The somewhat unusual three-way partnership creates a formal link between the University of Toronto, the University of Manchester and the University of Melbourne.
The universities expect the partnership to foster stronger ties in research. They share a focus in areas such as health, particularly cancer research, as well as advanced materials and artificial intelligence. They also have common interests in the social sciences and humanities, with a focus on cities and on issues related to Indigenous peoples.
Meric Gertler, president of the University of Toronto, said to his knowledge it’s the only tripartite partnership agreement the university has joined.
“A lot of the big issues of the day require collaboration – across disciplines, across institutions and across nations – in order to really accelerate progress,” Dr. Gertler said. “I think all three universities in a partnership like this see it as a platform for bringing even greater global prominence to the work that their scholars and students are doing.”
All three are large, public institutions with a significant global profile. The Toronto and Melbourne universities are often described as their countries’ leading research schools, while the University of Manchester is rated in the world’s top 50, according to the Times Higher Education rankings.
In addition to the research strengths they hold in common, the universities share a familiar institutional framework thanks to their Commonwealth ties.
Stephen Flint, associate vice-president international at the University of Manchester, said the arrangement can help each university augment the scale of its research, as well as provide some complementary advantages in labs, equipment and resources.

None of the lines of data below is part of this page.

//! Version management layer for npm packages
//!
//! ```text
//! ┌─────────────┐     ┌─────────────┐     ┌─────────────┐
//! │   Registry  │────▶│    Cache    │◀────│   Checker   │
//! │  (fetch)    │     │  (storage)  │     │  (lookup)   │
//! └─────────────┘     └─────────────┘     └─────────────┘
//!                                                │
//!                                                ▼
//!                                         ┌─────────────┐
//!                                         │   Matcher   │
//!                                         │ (npm ranges)│
//!                                         └─────────────┘
//! ```
//!
//! - [`cache`]: SQLite-based version cache with refresh bookkeeping
//! - [`checker`]: Cache lookups returning [`checker::PackageLookup`]
//! - [`matcher`]: Version matching trait, implemented in [`matchers`]
//! - [`registry`]: Registry trait, implemented in [`registries`]
//! - [`error`]: Error types for cache and registry operations
//! - [`semver`]: Shared semver utilities
//! - [`types`]: `PackageVersions`

pub mod cache;
pub mod checker;
pub mod error;
pub mod matcher;
pub mod matchers;
pub mod registries;
pub mod registry;
pub mod semver;
pub mod types;
use std::collections::HashMap;
use std::sync::Arc;

use serde_json::Value;
use tokio::sync::RwLock;
use tower_lsp::jsonrpc::{Error, Result};
use tower_lsp::lsp_types::*;
use tower_lsp::{Client, LanguageServer};
use tracing::{debug, error, info, warn};

use crate::config::{LspConfig, data_dir, db_path};
use crate::install::outdated::OutdatedCache;
use crate::lsp::commands::{
    HIDE_DEPENDENCY_STATUSES, HIDE_VERSION_LENSES, LensCommand, OPEN_LINK,
    SHOW_DEPENDENCY_STATUSES, SHOW_VERSION_LENSES, UPDATE_DEPENDENCY, parse_open_link_arguments,
    parse_update_arguments, supported_commands,
};
use crate::lsp::decorations::DecorationStore;
use crate::lsp::lens::{PackageLens, RegistryState, resolve_source, resolve_version};
use crate::lsp::provider::{LensData, project_dir, resolve_decoration, unresolved_lenses};
use crate::lsp::refresh::{refresh_packages, registry_state};
use crate::lsp::resolver::{PackageResolver, create_default_resolver};
use crate::lsp::settings::AppSettings;
use crate::parser::types::PackageSource;
use crate::version::cache::Cache;
use crate::version::checker::VersionStorer;

pub struct Backend<S: VersionStorer> {
    client: Client,
    storer: Option<Arc<S>>,
    resolver: RwLock<PackageResolver>,
    config: RwLock<LspConfig>,
    settings: Arc<AppSettings>,
    documents: RwLock<HashMap<Url, String>>,
    outdated: Arc<OutdatedCache>,
    decorations: Arc<DecorationStore>,
}

impl Backend<Cache> {
    pub fn new(client: Client) -> Self {
        let storer = Self::initialize_storer();
        Self::with_parts(
            client,
            storer,
            create_default_resolver(&LspConfig::default()),
        )
    }

    fn initialize_storer() -> Option<Arc<Cache>> {
        let data_dir = data_dir();
        let db_path = db_path();

        // Create data directory if it doesn't exist
        if let Err(e) = std::fs::create_dir_all(&data_dir) {
            error!("Failed to create data directory {:?}: {}", data_dir, e);
            return None;
        }

        match Cache::new(&db_path) {
            Ok(cache) => {
                info!("Cache initialized at {:?}", db_path);
                Some(Arc::new(cache))
            }
            Err(e) => {
                error!("Failed to initialize cache: {}", e);
                None
            }
        }
    }
}

impl<S: VersionStorer> Backend<S> {
    /// Build a Backend with custom storer and resolver
    pub fn build(client: Client, storer: Arc<S>, resolver: PackageResolver) -> Self {
        Self::with_parts(client, Some(storer), resolver)
    }

    fn with_parts(client: Client, storer: Option<Arc<S>>, resolver: PackageResolver) -> Self {
        let config = LspConfig::default();
        Self {
            client,
            storer,
            resolver: RwLock::new(resolver),
            settings: Arc::new(AppSettings::from_config(&config)),
            config: RwLock::new(config),
            documents: RwLock::new(HashMap::new()),
            outdated: Arc::new(OutdatedCache::new()),
            decorations: Arc::new(DecorationStore::new()),
        }
    }

    pub fn server_capabilities() -> ServerCapabilities {
        ServerCapabilities {
            text_document_sync: Some(TextDocumentSyncCapability::Options(
                TextDocumentSyncOptions {
                    open_close: Some(true),
                    change: Some(TextDocumentSyncKind::FULL),
                    ..Default::default()
                },
            )),
            code_lens_provider: Some(CodeLensOptions {
                resolve_provider: Some(true),
            }),
            inlay_hint_provider: Some(OneOf::Left(true)),
            execute_command_provider: Some(ExecuteCommandOptions {
                commands: supported_commands(),
                ..Default::default()
            }),
            ..Default::default()
        }
    }

    /// Apply a configuration payload. Registry and npm settings rebuild the resolver.
    async fn apply_config(&self, config: LspConfig) {
        self.settings.apply(&config);

        let mut current = self.config.write().await;
        if current.registry != config.registry || current.npm != config.npm {
            info!(
                "Using registry {} and {} for outdated checks",
                config.registry.url, config.npm.command
            );
            *self.resolver.write().await = create_default_resolver(&config);
        }
        *current = config;
    }

    async fn spawn_background_refresh(&self) {
        let Some(storer) = self.storer.clone() else {
            warn!("Storer not available, skipping background refresh");
            return;
        };

        let refresh_interval = self.config.read().await.cache.refresh_interval;
        let resolver = self.resolver.read().await.clone();

        tokio::spawn(async move {
            let Some(packages) = storer
                .get_packages_needing_refresh(refresh_interval)
                .inspect_err(|e| error!("Failed to get packages needing refresh: {}", e))
                .ok()
            else {
                return;
            };

            if packages.is_empty() {
                info!("No packages need refresh");
                return;
            }

            info!("{} packages need refresh", packages.len());
            refresh_packages(&*storer, &**resolver.registry(), packages).await;
        });
    }

    /// Ask the client to re-request lenses and hints without blocking the caller
    fn request_refresh(&self) {
        let client = self.client.clone();
        tokio::spawn(async move {
            if let Err(e) = client.code_lens_refresh().await {
                debug!("Code lens refresh failed: {}", e);
            }
            if let Err(e) = client.inlay_hint_refresh().await {
                debug!("Inlay hint refresh failed: {}", e);
            }
        });
    }

    async fn registry_state_for(
        &self,
        resolver: &PackageResolver,
        data: &LensData,
    ) -> RegistryState {
        if data.node.source != PackageSource::Registry {
            return RegistryState::NotQueried;
        }

        let Some(storer) = &self.storer else {
            warn!("Storer not available, cannot resolve {}", data.node.name);
            return RegistryState::Unavailable;
        };

        registry_state(&**storer, &**resolver.registry(), &data.node.name).await
    }

    /// Compute the install-state decoration in the background
    fn spawn_decoration(
        &self,
        resolver: &PackageResolver,
        data: LensData,
        registry: RegistryState,
    ) {
        let Some(project_dir) = project_dir(&data.uri) else {
            return;
        };

        let matcher = resolver.matcher().clone();
        let outdated = self.outdated.clone();
        let decorations = self.decorations.clone();
        let client = self.client.clone();

        tokio::spawn(async move {
            let Some(decoration) =
                resolve_decoration(&project_dir, &data, &registry, &*matcher, &outdated).await
            else {
                return;
            };

            if decorations.set(&data.uri, decoration).await
                && let Err(e) = client.inlay_hint_refresh().await
            {
                debug!("Inlay hint refresh failed: {}", e);
            }
        });
    }

    async fn update_dependency(&self, arguments: &[Value]) -> Result<Option<Value>> {
        let Some((uri, range, text)) = parse_update_arguments(arguments) else {
            return Err(Error::invalid_params("Expected [uri, range, text]"));
        };

        let edit = WorkspaceEdit {
            changes: Some(HashMap::from([(
                uri,
                vec![TextEdit {
                    range,
                    new_text: text,
                }],
            )])),
            ..Default::default()
        };

        match self.client.apply_edit(edit).await {
            Ok(response) if !response.applied => {
                warn!(
                    "Client rejected dependency update: {}",
                    response.failure_reason.unwrap_or_default()
                );
            }
            Ok(_) => {}
            Err(e) => error!("Failed to apply dependency update: {}", e),
        }

        Ok(None)
    }

    async fn open_link(&self, arguments: &[Value]) -> Result<Option<Value>> {
        let Some(uri) = parse_open_link_arguments(arguments) else {
            return Err(Error::invalid_params("Expected [url]"));
        };

        let external = matches!(uri.scheme(), "http" | "https");
        let params = ShowDocumentParams {
            uri,
            external: Some(external),
            take_focus: Some(true),
            selection: None,
        };

        if let Err(e) = self.client.show_document(params).await {
            error!("Failed to open link: {}", e);
        }

        Ok(None)
    }
}

#[tower_lsp::async_trait]
impl<S: VersionStorer> LanguageServer for Backend<S> {
    async fn initialize(&self, params: InitializeParams) -> Result<InitializeResult> {
        self.client
            .log_message(MessageType::INFO, "LSP server initializing")
            .await;

        if let Some(options) = params.initialization_options {
            self.apply_config(LspConfig::from_settings(Some(options))).await;
        }

        Ok(InitializeResult {
            capabilities: Self::server_capabilities(),
            server_info: Some(ServerInfo {
                name: "version-lens".to_string(),
                version: Some(env!("CARGO_PKG_VERSION").to_string()),
            }),
        })
    }

    async fn initialized(&self, _params: InitializedParams) {
        self.client
            .log_message(MessageType::INFO, "LSP server initialized")
            .await;

        self.spawn_background_refresh().await;
    }

    async fn shutdown(&self) -> Result<()> {
        self.client
            .log_message(MessageType::INFO, "LSP server shutting down")
            .await;
        Ok(())
    }

    async fn did_open(&self, params: DidOpenTextDocumentParams) {
        self.client
            .log_message(
                MessageType::LOG,
                format!("Document opened: {}", params.text_document.uri),
            )
            .await;

        self.documents
            .write()
            .await
            .insert(params.text_document.uri, params.text_document.text);
    }

    async fn did_change(&self, params: DidChangeTextDocumentParams) {
        // With FULL sync mode, the last content change contains the full document text
        let Some(content) = params.content_changes.into_iter().last().map(|c| c.text) else {
            return;
        };

        let uri = params.text_document.uri;
        // Lines may have moved, decorations come back with the next resolve
        self.decorations.clear(&uri).await;
        self.documents.write().await.insert(uri, content);
    }

    async fn did_close(&self, params: DidCloseTextDocumentParams) {
        let uri = params.text_document.uri;
        self.documents.write().await.remove(&uri);
        self.decorations.clear(&uri).await;
    }

    async fn did_change_configuration(&self, params: DidChangeConfigurationParams) {
        self.apply_config(LspConfig::from_settings(Some(params.settings))).await;

        if !self.settings.show_dependency_statuses() {
            self.decorations.clear_all().await;
        }
        self.request_refresh();
    }

    async fn code_lens(&self, params: CodeLensParams) -> Result<Option<Vec<CodeLens>>> {
        let uri = params.text_document.uri;

        if !self.settings.show_version_lenses() {
            return Ok(None);
        }

        let resolver = self.resolver.read().await.clone();
        if !resolver.parser().can_parse(uri.as_str()) {
            return Ok(None);
        }

        let Some(content) = self.documents.read().await.get(&uri).cloned() else {
            return Ok(None);
        };

        let nodes = match resolver.parser().parse(&content) {
            Ok(nodes) => nodes,
            Err(e) => {
                warn!("Skipping lenses for {}: {}", uri, e);
                return Ok(None);
            }
        };

        if self.settings.in_progress() {
            debug!("Lens generation already running, regenerating {}", uri);
        }
        self.settings.set_in_progress(true);

        if self.settings.show_dependency_statuses()
            && let Some(dir) = project_dir(&uri)
        {
            self.outdated.refresh(&**resolver.outdated(), &dir).await;
        }

        let lenses = unresolved_lenses(&uri, &content, nodes);
        debug!("Generated {} lenses for {}", lenses.len(), uri);

        self.settings.set_in_progress(false);

        Ok(Some(lenses))
    }

    async fn code_lens_resolve(&self, mut lens: CodeLens) -> Result<CodeLens> {
        let Some(data) = LensData::from_code_lens(&lens) else {
            return Ok(lens);
        };

        let resolver = self.resolver.read().await.clone();
        let registry = self.registry_state_for(&resolver, &data).await;

        let package_lens = PackageLens::new(&data.node, &registry, &**resolver.matcher());
        let resolution = match resolve_source(&package_lens) {
            Some(resolution) => resolution,
            None => {
                let resolution = resolve_version(&package_lens);
                if self.settings.show_dependency_statuses() {
                    self.spawn_decoration(&resolver, data.clone(), registry.clone());
                }
                resolution
            }
        };

        let dir = project_dir(&data.uri);
        let command =
            LensCommand::from_resolution(&resolution, &data.uri, lens.range, dir.as_deref());
        debug!(
            "Resolved {} ({}): {}",
            data.node.name,
            data.node.field.as_str(),
            command.title()
        );
        lens.command = Some(command.into());

        Ok(lens)
    }

    async fn inlay_hint(&self, params: InlayHintParams) -> Result<Option<Vec<InlayHint>>> {
        if !self.settings.show_dependency_statuses() {
            return Ok(None);
        }

        let hints = self
            .decorations
            .inlay_hints(&params.text_document.uri, params.range)
            .await;

        Ok(Some(hints))
    }

    async fn execute_command(&self, params: ExecuteCommandParams) -> Result<Option<Value>> {
        debug!("Executing {}", params.command);

        match params.command.as_str() {
            UPDATE_DEPENDENCY => self.update_dependency(&params.arguments).await,
            OPEN_LINK => self.open_link(&params.arguments).await,
            SHOW_VERSION_LENSES | HIDE_VERSION_LENSES => {
                self.settings.set_show_version_lenses(params.command == SHOW_VERSION_LENSES);
                self.request_refresh();
                Ok(None)
            }
            SHOW_DEPENDENCY_STATUSES | HIDE_DEPENDENCY_STATUSES => {
                let show = params.command == SHOW_DEPENDENCY_STATUSES;
                self.settings.set_show_dependency_statuses(show);
                if !show {
                    self.decorations.clear_all().await;
                }
                self.request_refresh();
                Ok(None)
            }
            other => Err(Error::invalid_params(format!("Unknown command: {}", other))),
        }
    }
}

For students, the arrangement holds out the promise of a global classroom with collaboration across borders.
Prof. Flint said institutions have discovered over the pandemic that new pedagogical approaches, with some instruction done over the internet and some in person, can have powerful advantages. He said he could foresee students on each of the campuses attending courses co-designed by faculty at two or three of the partner universities and participating in lectures and discussions online.
“It opens the door to much closer work around teaching. A Manchester student could have a morning lecture from a colleague in Melbourne, be doing lab work or reading through the day and then pick up an afternoon tutorial from Toronto,” Prof. Flint said.
Graduate students could also have advisers at each institution, which would create intellectual partnerships across borders. Dr. Gertler said faculty are intrigued by the prospect because it gives them access to an even larger pool of graduate student talent. And once the pandemic has subsided and travel becomes easier, there will be a lot of demand for student exchanges, Dr. Gertler said.
The University of Toronto will spend $550,000 annually on the partnership, money that will support research and global classrooms, among other things.
The universities will offer relatively small grants as seed money to encourage faculty to collaborate with researchers at the partner universities.
The hope is that a small amount of funding for travel, workshops and symposia will bring in much larger amounts from granting councils in all three countries.